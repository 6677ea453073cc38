//! API Server Entry Point
//!
//! Application entry point and server initialization.
//! Uses `anyhow` for startup errors, but application-level
//! errors use `kernel::error::AppError` through the auth crate.

mod config;

use std::net::SocketAddr;

use auth::auth_router;
use axum::{
    Router, http,
    http::{Method, header},
};
use tokio::net::TcpListener;
use tower_http::cors::{AllowHeaders, AllowMethods, CorsLayer};
use tower_http::trace::TraceLayer;
use tracing_subscriber::{layer::SubscriberExt, util::SubscriberInitExt};

#[tokio::main]
async fn main() -> anyhow::Result<()> {
    // Load .env file
    dotenvy::dotenv().ok();

    // Initialize tracing
    tracing_subscriber::registry()
        .with(
            tracing_subscriber::EnvFilter::try_from_default_env().unwrap_or_else(|_| {
                "corso_api=info,auth=info,platform=info,tower_http=info".into()
            }),
        )
        .with(tracing_subscriber::fmt::layer())
        .init();

    // Provisioned credential and server settings; missing values are fatal
    let runtime = config::RuntimeConfig::from_env()?;

    tracing::info!(
        time_cost = runtime.credential.params().time_cost,
        memory_kib = runtime.credential.params().memory_kib,
        parallelism = runtime.credential.params().parallelism,
        "Loaded provisioned credential"
    );

    // CORS configuration for the development frontend
    let frontend_origins = std::env::var("FRONTEND_ORIGINS")
        .unwrap_or_else(|_| "http://localhost:5173,http://127.0.0.1:5173".to_string());

    let allowed_origins: Vec<http::HeaderValue> = frontend_origins
        .split(',')
        .filter_map(|origin| origin.trim().parse().ok())
        .collect();

    let cors = CorsLayer::new()
        .allow_origin(allowed_origins)
        .allow_methods(AllowMethods::list([
            Method::GET,
            Method::POST,
            Method::DELETE,
            Method::OPTIONS,
        ]))
        .allow_headers(AllowHeaders::list([header::CONTENT_TYPE, header::ACCEPT]))
        .allow_credentials(true);

    // Build router
    let app = Router::new()
        .merge(auth_router(runtime.credential, runtime.auth))
        .layer(TraceLayer::new_for_http())
        .layer(cors);

    // Start server
    tracing::info!("Listening on {}", runtime.listen_addr);

    let listener = TcpListener::bind(runtime.listen_addr).await?;
    axum::serve(
        listener,
        app.into_make_service_with_connect_info::<SocketAddr>(),
    )
    .await?;

    Ok(())
}
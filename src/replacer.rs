/// Replacement rule
#[derive(Debug, Clone, PartialEq, Eq)]
pub struct ReplacementRule {
    /// FROM string to replace
    pub from: String,

    /// TO string to replace with (already resolved through the mode)
    pub to: String,
}

impl ReplacementRule {
    pub fn new(from: impl Into<String>, to: impl Into<String>) -> Self {
        Self {
            from: from.into(),
            to: to.into(),
        }
    }

    /// Check whether the haystack contains the FROM string (case-sensitive)
    pub fn matches(&self, haystack: &str) -> bool {
        !self.from.is_empty() && haystack.contains(&self.from)
    }

    /// Replace every non-overlapping occurrence, left to right
    ///
    /// # Arguments
    /// * `content` - The content to replace in
    ///
    /// # Returns
    /// * `Option<String>` - The replaced content, or None when nothing would change
    pub fn apply(&self, content: &str) -> Option<String> {
        if !self.matches(content) {
            return None;
        }

        let replaced = content.replace(&self.from, &self.to);
        if replaced == content {
            None
        } else {
            Some(replaced)
        }
    }
}
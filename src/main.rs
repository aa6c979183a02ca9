mod args;
mod dispatcher;
mod error;
mod guard;
mod mode;
mod operation;
mod replacer;
mod scanner;

use anyhow::Result;
use clap::{CommandFactory, Parser};
use std::process;

use args::{Args, Command, Paths};
use error::{DnfError, EXIT_USAGE};
use guard::{ExecutionGuard, FileGuardStore};
use mode::Mode;
use operation::{Operation, NAMED_OPERATIONS};
use scanner::ScanOptions;

/// Main entry point of the application
/// Handles argument parsing and exits with a code matching the failure kind
fn main() {
    let args = Args::parse();

    let Some(command) = args.command.clone() else {
        if let Err(e) = Args::command().print_help() {
            eprintln!("Error: Failed to print help: {}", e);
        }
        println!();
        process::exit(EXIT_USAGE);
    };

    if let Err(e) = run(&args, command) {
        eprintln!("Error: {:#}", e);
        process::exit(error::exit_code_for(&e));
    }
}

/// Validate input, resolve paths, then dispatch
///
/// # Arguments
/// * `args` - Parsed command line arguments
/// * `command` - The command to execute
fn run(args: &Args, command: Command) -> Result<()> {
    match command {
        Command::Rename { mode, old, new } => {
            // Validation happens before any filesystem access
            let mode: Mode = mode.parse()?;
            let operation = Operation::new(mode, old, new)?;

            let paths = args.paths()?;
            let options = scan_options(args, &paths);
            let summary = dispatcher::run_direct(&paths.root, &operation, &options)?;
            report_summary(args, &summary);
        }
        Command::Named(words) => {
            let id = match words.as_slice() {
                [id] => id.clone(),
                _ => return Err(DnfError::InvalidCommandId(words.join(" ")).into()),
            };
            operation::find_named(&id)?;

            let paths = args.paths()?;
            let options = scan_options(args, &paths);
            let mut guard = ExecutionGuard::new(FileGuardStore::new(&paths.state_file));
            let summary = dispatcher::run_named(&paths.root, &id, &mut guard, &options)?;
            report_summary(args, &summary);
        }
        Command::List => {
            let paths = args.paths()?;
            let guard = ExecutionGuard::new(FileGuardStore::new(&paths.state_file));
            let last = guard.last()?;

            println!("Numbered commands:");
            for named in NAMED_OPERATIONS {
                let marker = if last.as_deref() == Some(named.id) { " (last executed)" } else { "" };
                println!("  {} = {}{}", named.id, named.description, marker);
            }
            if last.is_none() {
                println!("No numbered command has been executed yet.");
            }
        }
    }

    Ok(())
}

fn report_summary(args: &Args, summary: &dispatcher::RunSummary) {
    if args.verbose {
        println!(
            "Renamed {} paths, modified {} files, skipped {} non-text files.",
            summary.renamed, summary.modified, summary.undecodable
        );
    }
}

fn scan_options(args: &Args, paths: &Paths) -> ScanOptions {
    ScanOptions {
        exclude: vec![paths.state_file.clone()],
        verbose: args.verbose,
    }
}
use crate::error::DnfError;
use crate::operation::find_named;
use std::fs;
use std::io::ErrorKind;
use std::path::PathBuf;

/// File name of the marker that records the last successful named command
pub const STATE_FILE_NAME: &str = ".dnf_last_command";

/// Storage for the identifier of the last successful named command
pub trait GuardStore {
    /// Read the recorded identifier, if any
    fn read(&self) -> Result<Option<String>, DnfError>;

    /// Record an identifier, replacing whatever was there
    fn write(&mut self, id: &str) -> Result<(), DnfError>;
}

/// Guard state kept in a plain-text marker file
#[derive(Debug, Clone)]
pub struct FileGuardStore {
    path: PathBuf,
}

impl FileGuardStore {
    pub fn new(path: impl Into<PathBuf>) -> Self {
        Self { path: path.into() }
    }
}

impl GuardStore for FileGuardStore {
    fn read(&self) -> Result<Option<String>, DnfError> {
        match fs::read_to_string(&self.path) {
            Ok(content) => {
                let id = content.trim();
                if id.is_empty() {
                    Ok(None)
                } else {
                    Ok(Some(id.to_string()))
                }
            }
            Err(err) if err.kind() == ErrorKind::NotFound => Ok(None),
            Err(source) => Err(DnfError::GuardState {
                path: self.path.clone(),
                source,
            }),
        }
    }

    fn write(&mut self, id: &str) -> Result<(), DnfError> {
        fs::write(&self.path, id).map_err(|source| DnfError::GuardState {
            path: self.path.clone(),
            source,
        })
    }
}

/// Refuses to run the same named command twice in a row
pub struct ExecutionGuard<S: GuardStore> {
    store: S,
}

impl<S: GuardStore> ExecutionGuard<S> {
    pub fn new(store: S) -> Self {
        Self { store }
    }

    /// Identifier of the last successful named command, if it is a known one
    pub fn last(&self) -> Result<Option<String>, DnfError> {
        let last = self.store.read()?;
        match last {
            Some(id) if find_named(&id).is_err() => {
                eprintln!("Warning: Ignoring unrecognized guard state '{}'", id);
                Ok(None)
            }
            other => Ok(other),
        }
    }

    /// Fail if `id` is the command that ran last
    pub fn check(&self, id: &str) -> Result<(), DnfError> {
        if self.last()?.as_deref() == Some(id) {
            return Err(DnfError::DuplicateExecution { id: id.to_string() });
        }
        Ok(())
    }

    /// Record `id` as the last successful command
    pub fn commit(&mut self, id: &str) -> Result<(), DnfError> {
        self.store.write(id)
    }
}

/// In-memory store for tests
#[cfg(test)]
#[derive(Debug, Default)]
pub struct MemoryGuardStore {
    pub value: Option<String>,
}

#[cfg(test)]
impl GuardStore for MemoryGuardStore {
    fn read(&self) -> Result<Option<String>, DnfError> {
        Ok(self.value.clone())
    }

    fn write(&mut self, id: &str) -> Result<(), DnfError> {
        self.value = Some(id.to_string());
        Ok(())
    }
}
____________________
What you give back should be exactly the lines of the data above from the line with "Ignoring unrecognized guard" through the line with "if self.last()?.as_deref() == Some(id)", both of those included, and nothing more.

                eprintln!("Warning: Ignoring unrecognized guard state '{}'", id);
                Ok(None)
            }
            other => Ok(other),
        }
    }

    /// Fail if `id` is the command that ran last
    pub fn check(&self, id: &str) -> Result<(), DnfError> {
        if self.last()?.as_deref() == Some(id) {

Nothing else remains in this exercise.